Para o SEESP, a iniciativa merece atenção especial da categoria. Enfermeiras e enfermeiros estão diariamente expostos a diversos riscos ocupacionais e enfrentam longas jornadas, sobrecarga, contato com agentes biológicos e químicos, acidentes, situações de violência e outros fatores que podem comprometer a saúde e a segurança.

Com o novo programa, a apuração não deverá se restringir à causa imediata do óbito. Quando houver suspeita de vínculo com a atividade profissional, poderão ser avaliados o ambiente, a organização, os processos e as condições em que as funções eram desempenhadas.

Essa abordagem contribui para ampliar a compreensão sobre os impactos das condições laborais na saúde dos profissionais. A identificação de fatores de risco também poderá subsidiar medidas de prevenção e intervenção, com o objetivo de evitar novas ocorrências semelhantes. A investigação deverá ser concluída em até 180 dias, com possibilidade de prorrogação mediante justificativa técnica.

A Portaria também fortalece a atuação da Rede Nacional de Atenção Integral à Saúde do Trabalhador e da Trabalhadora (Renastt) e dos Centros de Referência em Saúde do Trabalhador (Cerest), que poderão participar das apurações, inclusive com análises dos ambientes e processos laborais em casos de maior complexidade.

Outro ponto relevante é a previsão da participação de trabalhadores, movimentos sociais, entidades sindicais e instâncias de controle social nas ações previstas pelo programa. A norma também contempla atividades de formação e educação permanente com a participação de movimentos sociais e sindicais.
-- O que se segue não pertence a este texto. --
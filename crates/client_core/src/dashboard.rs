//! Dashboard state owners and the top-level view router.

use std::{fmt, str::FromStr, sync::Arc};

use shared::{
    domain::{CandidateId, CandidateRecord, ParseKeyError},
    error::{Notice, NoticeSeverity, OperationFailure},
    protocol::JobRecord,
};
use tracing::{info, warn};

use crate::{
    candidates::{CandidateQuery, CandidateRepository, FitFilter, SortKey, ViewMode},
    render,
    session::UploadSession,
    upload::{AcceptPolicy, SelectedFile},
    UploadBackend,
};

#[derive(Debug, Clone, Copy, PartialEq, Eq, Default)]
pub enum View {
    #[default]
    Landing,
    Student,
    Recruiter,
}

impl FromStr for View {
    type Err = ParseKeyError;

    fn from_str(s: &str) -> Result<Self, Self::Err> {
        match s.trim().to_ascii_lowercase().as_str() {
            "landing" | "home" => Ok(View::Landing),
            "student" => Ok(View::Student),
            "recruiter" => Ok(View::Recruiter),
            _ => Err(ParseKeyError::new("view", s)),
        }
    }
}

impl fmt::Display for View {
    fn fmt(&self, f: &mut fmt::Formatter<'_>) -> fmt::Result {
        f.write_str(match self {
            View::Landing => "landing",
            View::Student => "student",
            View::Recruiter => "recruiter",
        })
    }
}

#[derive(Debug, Default)]
pub struct ViewRouter {
    current: View,
}

impl ViewRouter {
    pub fn new() -> Self {
        Self::default()
    }

    pub fn current(&self) -> View {
        self.current
    }

    /// Returns whether the view actually changed.
    pub fn navigate(&mut self, view: View) -> bool {
        if self.current == view {
            return false;
        }
        info!(from = %self.current, to = %view, "switching view");
        self.current = view;
        true
    }
}

/// Shown when stored resumes or job descriptions cannot be fetched.
pub fn uploads_unavailable_notice() -> Notice {
    Notice::new(
        NoticeSeverity::Destructive,
        "Could not load uploads",
        "Your previous uploads are unavailable right now.",
    )
}

/// Student side: one upload session plus the resumes already on file.
pub struct StudentDashboard {
    session: UploadSession,
}

impl StudentDashboard {
    pub fn new(backend: Arc<dyn UploadBackend>, policy: AcceptPolicy) -> Self {
        Self {
            session: UploadSession::new(backend, policy),
        }
    }

    /// Builds the dashboard and loads existing resumes. A failed load leaves
    /// the list empty and comes back as a notice.
    pub async fn open(
        backend: Arc<dyn UploadBackend>,
        policy: AcceptPolicy,
    ) -> (Self, Option<Notice>) {
        let dashboard = Self::new(backend, policy);
        let notice = match dashboard.session.load_history().await {
            Ok(count) => {
                info!(count, "loaded resume history");
                None
            }
            Err(err) => {
                warn!(error = %err, "failed to load resume history");
                Some(uploads_unavailable_notice())
            }
        };
        (dashboard, notice)
    }

    pub fn session(&self) -> &UploadSession {
        &self.session
    }

    pub fn session_mut(&mut self) -> &mut UploadSession {
        &mut self.session
    }
}

/// Recruiter side: candidate analysis and job description uploads.
pub struct RecruiterDashboard {
    repository: Arc<dyn CandidateRepository>,
    backend: Arc<dyn UploadBackend>,
    query: CandidateQuery,
    view_mode: ViewMode,
}

impl RecruiterDashboard {
    pub fn new(repository: Arc<dyn CandidateRepository>, backend: Arc<dyn UploadBackend>) -> Self {
        Self {
            repository,
            backend,
            query: CandidateQuery::default(),
            view_mode: ViewMode::default(),
        }
    }

    pub fn query(&self) -> &CandidateQuery {
        &self.query
    }

    pub fn view_mode(&self) -> ViewMode {
        self.view_mode
    }

    pub fn set_search(&mut self, search: impl Into<String>) {
        self.query.search = search.into();
    }

    pub fn set_filter(&mut self, filter: FitFilter) {
        self.query.filter = filter;
    }

    pub fn set_sort(&mut self, sort: SortKey) {
        self.query.sort = sort;
    }

    pub fn set_view_mode(&mut self, view_mode: ViewMode) {
        self.view_mode = view_mode;
    }

    /// Candidates as currently filtered and ordered.
    pub fn visible(&self) -> Vec<CandidateRecord> {
        self.query.apply(&self.repository.candidates())
    }

    pub fn render(&self) -> String {
        render::render(self.view_mode, &self.visible())
    }

    /// Job descriptions may also be plain text.
    pub async fn upload_job(
        &self,
        file: SelectedFile,
        title: &str,
    ) -> Result<JobRecord, OperationFailure> {
        if let Err(rejected) = AcceptPolicy::DocumentsAndText.check(&file) {
            if let Some(failure) = rejected.to_failure() {
                return Err(failure);
            }
        }
        self.backend.upload_job(&file, title).await.map_err(|err| {
            warn!(filename = file.name(), error = %err, "job description upload failed");
            OperationFailure::transport("We couldn't upload the job description. Please try again.")
        })
    }

    /// Looks the candidate up among all records, not only the visible ones.
    pub fn request_report(&self, id: CandidateId) -> Option<Notice> {
        let candidate = self
            .repository
            .candidates()
            .into_iter()
            .find(|candidate| candidate.id == id)?;
        info!(candidate_id = id.0, "analysis report requested");
        Some(Notice::info(
            "Report downloading",
            format!(
                "Detailed analysis report for {} is being prepared.",
                candidate.name
            ),
        ))
    }

    pub fn job_uploaded_notice(record: &JobRecord) -> Notice {
        let title = record.title.as_deref().unwrap_or("Job description");
        Notice::success(
            "Job description uploaded!",
            format!("{title} is being processed and prepared for candidate matching."),
        )
    }
}

#[cfg(test)]
#[path = "tests/dashboard_tests.rs"]
mod tests;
É importante ressaltar que o programa possui finalidade epidemiológica e sanitária e não gera automaticamente direitos trabalhistas, indenizações ou benefícios previdenciários. A Portaria mantém os critérios e as competências próprios das esferas trabalhista, previdenciária, civil e penal.

O SEESP seguirá acompanhando a implementação da medida e levando informações de interesse à categoria, reafirmando seu compromisso com a defesa da saúde, da segurança e de condições dignas para o exercício profissional.

Quem cuida também precisa ser cuidado.